Afganistan’da “çözüm süreci” eşliğinde süren çatışmalar kırsal alandan büyük şehirlere kaydı. Afganistan’ın birçok ilinde Taliban ile hükümet birlikleri arasında yer yer şiddetli çatışmalar yaşanıyor. Çatışmaların gölgesinde “barış görüşmeleri” de devam ediyor.
Taliban mayısın ortasında ateşkes ilan etmiş, Taliban ve Afgan hükümeti arasında barış görüşmeleri sürmesine rağmen tüm şiddetiyle devam eden çatışmalara ara verilmişti. Ne var ki ateşkesin ömrü 72 saati aşmadı.
Akabinde, cihatçı Taliban güçleri saldırılarını daha da yoğunlaştırdılar. ABD’nin yayınlamış olduğu bir raporda, “Bu yılın ilk çeyreğinde Taliban’ın saldırıları bir önceki yıla göre neredeyse yüzde 40 arttı” deniliyor.
NATO birliklerinin resmi olarak çekilmeye başladığı mayıs ayının başından bu yana, Taliban ülkede yeni saldırılar başlattı. O zamandan beri dört bölge daha cihatçıların kontrolüne geçti. Almanya’nın Federal Savunma Bakanlığı’nın, “Bu beklenen bir gelişmeydi. NATO güçlerinin çekilmesinden sonra Afgan hükümet güçlerinin güvenliği sağlayamayacağı biliniyordu” şeklindeki açıklaması, sadece Afgan hükümet güçlerinin değil, bir emperyalist savaş ve iç savaş örgütü olan NATO’nun da 20 yıllık işgal, savaş ve iç savaştaki yenilgisinin bir itirafı sayılır.

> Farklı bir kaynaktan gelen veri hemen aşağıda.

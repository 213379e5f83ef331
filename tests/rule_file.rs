use rigmap::serial::{decode_rule_file, source_digest, to_rule_file};
use rigmap::{
    validate_rule, validate_rules, InterpolationDefinition, LoadError, RuleDefinition,
};

fn sample_definitions() -> Vec<RuleDefinition> {
    vec![
        RuleDefinition::new("FaceAngleX", "HeadYaw * -1", -30.0, 30.0),
        RuleDefinition::new("EyeOpenLeft", "1 - EyeBlinkLeft", 0.0, 1.0).with_default(1.0),
        RuleDefinition::new("MouthOpen", "clamp(JawOpen * 1.2, 0, 1)", 0.0, 1.0).with_curve(
            InterpolationDefinition::bezier([(0.0, 0.0), (0.7, 0.3), (0.9, 0.7), (1.0, 1.0)]),
        ),
        RuleDefinition::new("Linear", "x", 0.0, 1.0).with_curve(InterpolationDefinition::Identity),
    ]
}

#[test]
fn definition_round_trip_revalidates_to_same_rule() {
    let defs = sample_definitions();
    let text = to_rule_file(&defs).unwrap();
    let decoded = decode_rule_file(&text).unwrap();
    assert!(decoded.diagnostics.is_empty());
    assert_eq!(decoded.definitions, defs);

    for (original, reread) in defs.iter().zip(&decoded.definitions) {
        let a = validate_rule(original).unwrap();
        let b = validate_rule(reread).unwrap();
        assert_eq!(a, b);
        assert_eq!(b.to_definition(), *original);
    }
}

#[test]
fn accepts_bare_array_and_short_names() {
    let text = r#"[
        {"name": "a", "func": "x * 2", "min": 0, "max": 4, "default": 1},
        {"name": "b", "formula": "y", "input_min": -1, "input_max": 1,
         "curve": {"type": "linear"}}
    ]"#;
    let decoded = decode_rule_file(text).unwrap();
    assert!(decoded.diagnostics.is_empty(), "{:?}", decoded.diagnostics);
    assert_eq!(
        decoded.definitions[0],
        RuleDefinition::new("a", "x * 2", 0.0, 4.0).with_default(1.0)
    );
    assert_eq!(decoded.definitions[1].curve, Some(InterpolationDefinition::Identity));
}

#[test]
fn unknown_curve_type_is_an_entry_error() {
    let text = r#"[
        {"name": "a", "expression": "x", "input_min": 0, "input_max": 1,
         "curve": {"type": "Spline", "points": []}},
        {"name": "b", "expression": "x", "input_min": 0, "input_max": 1}
    ]"#;
    let decoded = decode_rule_file(text).unwrap();
    assert_eq!(decoded.definitions.len(), 1);
    assert_eq!(decoded.diagnostics.len(), 1);
    assert_eq!(decoded.diagnostics[0].rule_name(), "a");
}

#[test]
fn shape_errors_surface_at_validation() {
    let text = r#"[
        {"name": "few", "expression": "x", "input_min": 0, "input_max": 1,
         "curve": {"type": "Bezier", "points": [[0, 0]]}},
        {"name": "off", "expression": "x", "input_min": 0, "input_max": 1,
         "curve": {"type": "Bezier", "points": [[0, 0], [1.5, 0.5], [1, 1]]}},
        {"name": "start", "expression": "x", "input_min": 0, "input_max": 1,
         "curve": {"type": "Bezier", "points": [[0.1, 0], [1, 1]]}}
    ]"#;
    let decoded = decode_rule_file(text).unwrap();
    assert!(decoded.diagnostics.is_empty());
    let (valid, diagnostics) = validate_rules(&decoded.definitions);
    assert!(valid.is_empty());
    let names: Vec<&str> = diagnostics.iter().map(|d| d.rule_name()).collect();
    assert_eq!(names, vec!["few", "off", "start"]);
    assert!(diagnostics.iter().all(|d| d.message().starts_with("invalid curve:")));
}

#[test]
fn broken_container_is_a_load_error() {
    for text in ["", "{", "true", r#"{"rules": {"a": 1}}"#] {
        assert!(
            matches!(decode_rule_file(text), Err(LoadError::Parse(_))),
            "{text:?}"
        );
    }
}

#[test]
fn digest_is_stable_across_rendering() {
    let defs = sample_definitions();
    let a = to_rule_file(&defs).unwrap();
    let b = to_rule_file(&defs).unwrap();
    assert_eq!(source_digest(&a), source_digest(&b));
}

34 eyalet ve 400 bölgeden oluşan Afganistan’da Taliban’ın ülkenin yüzde 70’ini kontrol eder duruma gelmiş olduğu belirtiliyor. Afganistan’da 88 bölge Taliban, 97 bölge hükümet güçleri tarafından kontrol edilirken, 213 bölgede kontrolün kimin elinde olduğu tartışmalı. Cihatçılar tartışmalı bölgeleri kuşatma altına alarak hükümet güçlerinin dışarı ile bağlarını kesiyorlar. Bu bölgeler, bazen hükümet ve bazen de Taliban güçleri “galip” geldiği için “tartışmalı bölgeler” olarak anılıyorlar.

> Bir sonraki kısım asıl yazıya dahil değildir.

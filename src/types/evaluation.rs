use std::collections::HashMap;
use std::fmt;
use std::time::Duration;

use super::diagnostic::RuleDiagnostic;

/// The result of one [`Engine::evaluate()`](crate::Engine::evaluate) call.
///
/// Contains one output value per valid rule, the evaluation diagnostics
/// collected across all passes, how many passes ran, whether the values
/// settled before the iteration cap, and the wall-clock duration.
#[derive(Debug, Clone)]
#[must_use]
pub struct Evaluation {
    outputs: HashMap<String, f64>,
    diagnostics: Vec<RuleDiagnostic>,
    passes: usize,
    converged: bool,
    duration: Duration,
}

impl Evaluation {
    pub(crate) fn new(
        outputs: HashMap<String, f64>,
        diagnostics: Vec<RuleDiagnostic>,
        passes: usize,
        converged: bool,
        duration: Duration,
    ) -> Self {
        Self {
            outputs,
            diagnostics,
            passes,
            converged,
            duration,
        }
    }

    /// Output value per rule name.
    #[must_use]
    pub fn outputs(&self) -> &HashMap<String, f64> {
        &self.outputs
    }

    #[must_use]
    pub fn output(&self, rule_name: &str) -> Option<f64> {
        self.outputs.get(rule_name).copied()
    }

    /// Evaluation diagnostics, at most one per rule and message.
    #[must_use]
    pub fn diagnostics(&self) -> &[RuleDiagnostic] {
        &self.diagnostics
    }

    /// Number of full passes over the rule set.
    #[must_use]
    pub fn passes(&self) -> usize {
        self.passes
    }

    /// `false` when the iteration cap was reached while values were still
    /// changing (typically a reference cycle).
    #[must_use]
    pub fn converged(&self) -> bool {
        self.converged
    }

    #[must_use]
    pub fn duration(&self) -> Duration {
        self.duration
    }

    /// Split into the output map handed to the host and the diagnostics.
    #[must_use]
    pub fn into_parts(self) -> (HashMap<String, f64>, Vec<RuleDiagnostic>) {
        (self.outputs, self.diagnostics)
    }
}

impl fmt::Display for Evaluation {
    fn fmt(&self, f: &mut fmt::Formatter<'_>) -> fmt::Result {
        write!(
            f,
            "outputs: {}, diagnostics: {}, passes: {}",
            self.outputs.len(),
            self.diagnostics.len(),
            self.passes
        )?;
        if !self.converged {
            write!(f, " (not converged)")?;
        }
        write!(f, ", duration: {:?}", self.duration)?;
        Ok(())
    }
}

Taliban ve hükümet güçleri askeri baskılar ile müzakerelerde ellerini güçlendirmek istedikleri için hem masada hem de sahada şiddetli bir çatışma hali yaşanıyor. Masada sadece “barış” değil, Afganistan’da işgal sonrası sistem de müzakere ediliyor. Taliban için bu sistem kesinlikle İslam kurallarına dayanan şeriat olmalı. İşgalci ABD ve Avrupa’nın uzantısı olarak algılanan hükümet ise mümkün olduğu kadarı ile “laik” bir sistemden yana görünüyor. Bu çelişkinin nasıl giderileceği sorusu tüm belirsizliği ile ortada dururken, Taliban nüfuz alanlarına yenilerini ekleyerek şeriata doğru bir adım daha yaklaşıyor.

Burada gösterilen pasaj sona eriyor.